Failure to follow court rules or meet legal requirements
An attorney in discovery must meet deadlines for requesting as well as for responding to the other party’s requests. Either mistake can harm the client in the litigation. For example, if the lawyer does not respond to a request for admissions in time, the court will deem the matter admitted by the unresponsive party.
Failure to conduct a robust privilege review
When an attorney receives a discovery request, before they release evidence to the other side, the lawyer must conduct a privilege review to determine whether revealing the material would violate the attorney-client privilege or the work-product doctrine. The attorney-client privilege protects confidential communications between a client and their lawyer concerning legal advice or litigation.

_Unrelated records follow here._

//! Observability metrics for admission control.
//!
//! Provides counters about admission behavior for monitoring and debugging.

use std::sync::atomic::{AtomicU64, Ordering};
use std::sync::Arc;

/// Metrics tracking admission statistics.
///
/// All metrics use atomic operations for thread-safe updates and reads.
/// Counters are bumped throughout the admission path and can be queried at
/// any time for observability. Cloning shares the underlying counters.
#[derive(Debug, Clone)]
pub struct Metrics {
    inner: Arc<MetricsInner>,
}

#[derive(Debug)]
struct MetricsInner {
    /// Total requests admitted
    requests_allowed: AtomicU64,
    /// Total requests denied by some tier
    requests_denied: AtomicU64,
    /// Store faults absorbed by failing open
    store_failures: AtomicU64,
    /// Violation records handed to the sink
    violations_dispatched: AtomicU64,
    /// Suspicious-IP escalations written
    ips_flagged: AtomicU64,
}

impl Metrics {
    /// Create a new metrics tracker.
    pub fn new() -> Self {
        Self {
            inner: Arc::new(MetricsInner {
                requests_allowed: AtomicU64::new(0),
                requests_denied: AtomicU64::new(0),
                store_failures: AtomicU64::new(0),
                violations_dispatched: AtomicU64::new(0),
                ips_flagged: AtomicU64::new(0),
            }),
        }
    }

    /// Record an admitted request.
    pub(crate) fn record_allowed(&self) {
        self.inner.requests_allowed.fetch_add(1, Ordering::Relaxed);
    }

    /// Record a denied request.
    pub(crate) fn record_denied(&self) {
        self.inner.requests_denied.fetch_add(1, Ordering::Relaxed);
    }

    /// Record a store fault absorbed by failing open.
    pub(crate) fn record_store_failure(&self) {
        self.inner.store_failures.fetch_add(1, Ordering::Relaxed);
    }

    /// Record a violation handed to the sink.
    pub(crate) fn record_violation_dispatched(&self) {
        self.inner
            .violations_dispatched
            .fetch_add(1, Ordering::Relaxed);
    }

    /// Record a suspicious-IP escalation.
    pub(crate) fn record_ip_flagged(&self) {
        self.inner.ips_flagged.fetch_add(1, Ordering::Relaxed);
    }

    /// Total requests admitted.
    pub fn requests_allowed(&self) -> u64 {
        self.inner.requests_allowed.load(Ordering::Relaxed)
    }

    /// Total requests denied.
    pub fn requests_denied(&self) -> u64 {
        self.inner.requests_denied.load(Ordering::Relaxed)
    }

    /// Total store faults absorbed by failing open.
    pub fn store_failures(&self) -> u64 {
        self.inner.store_failures.load(Ordering::Relaxed)
    }

    /// Total violation records handed to the sink.
    pub fn violations_dispatched(&self) -> u64 {
        self.inner.violations_dispatched.load(Ordering::Relaxed)
    }

    /// Total suspicious-IP escalations written.
    pub fn ips_flagged(&self) -> u64 {
        self.inner.ips_flagged.load(Ordering::Relaxed)
    }

    /// Get a point-in-time snapshot of all counters.
    pub fn snapshot(&self) -> MetricsSnapshot {
        MetricsSnapshot {
            requests_allowed: self.requests_allowed(),
            requests_denied: self.requests_denied(),
            store_failures: self.store_failures(),
            violations_dispatched: self.violations_dispatched(),
            ips_flagged: self.ips_flagged(),
        }
    }

    /// Reset all counters to zero.
    ///
    /// Useful for testing or when starting a new monitoring period.
    pub fn reset(&self) {
        self.inner.requests_allowed.store(0, Ordering::Relaxed);
        self.inner.requests_denied.store(0, Ordering::Relaxed);
        self.inner.store_failures.store(0, Ordering::Relaxed);
        self.inner.violations_dispatched.store(0, Ordering::Relaxed);
        self.inner.ips_flagged.store(0, Ordering::Relaxed);
    }
}

impl Default for Metrics {
    fn default() -> Self {
        Self::new()
    }
}

/// A point-in-time snapshot of admission metrics.
#[derive(Debug, Clone, Copy, PartialEq, Eq)]
pub struct MetricsSnapshot {
    /// Total requests admitted
    pub requests_allowed: u64,
    /// Total requests denied by some tier
    pub requests_denied: u64,
    /// Store faults absorbed by failing open
    pub store_failures: u64,
    /// Violation records handed to the sink
    pub violations_dispatched: u64,
    /// Suspicious-IP escalations written
    pub ips_flagged: u64,
}

impl MetricsSnapshot {
    /// Ratio of denied requests to total checked (0.0 to 1.0).
    ///
    /// Returns 0.0 if no requests have been checked.
    pub fn denial_rate(&self) -> f64 {
        let total = self.requests_allowed.saturating_add(self.requests_denied);
        if total == 0 {
            0.0
        } else {
            self.requests_denied as f64 / total as f64
        }
    }

    /// Total requests checked (allowed + denied).
    pub fn total_requests(&self) -> u64 {
        self.requests_allowed.saturating_add(self.requests_denied)
    }
}
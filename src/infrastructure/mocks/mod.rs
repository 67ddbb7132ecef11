//! Mock implementations for testing.
//!
//! This module provides test doubles for infrastructure adapters,
//! enabling controlled testing of application logic.

pub mod clock;
pub mod sink;
pub mod store;

pub use clock::MockClock;
pub use sink::MockSink;
pub use store::{FailureMode, FlakyStore};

The work-product doctrine protects from discovery attorney records produced for their own use in anticipation of litigation. For example, the doctrine protects from release a lawyer’s notes, memos or other writings created for or about litigation, with some narrow exceptions, according to the National Law Review.
If a lawyer fails to reasonably conduct a privilege review of requested documents, they might negligently release a document that they should have kept confidential. If that inadvertent release harms the client in the lawsuit, the attorney may be liable for client losses from the mistake.
This post introduces an area of legal malpractice, but there are many other examples of how an attorney can breach their duty of due care throughout investigation and discovery. Negligent mistakes in these phases of litigation can create significant malpractice liability.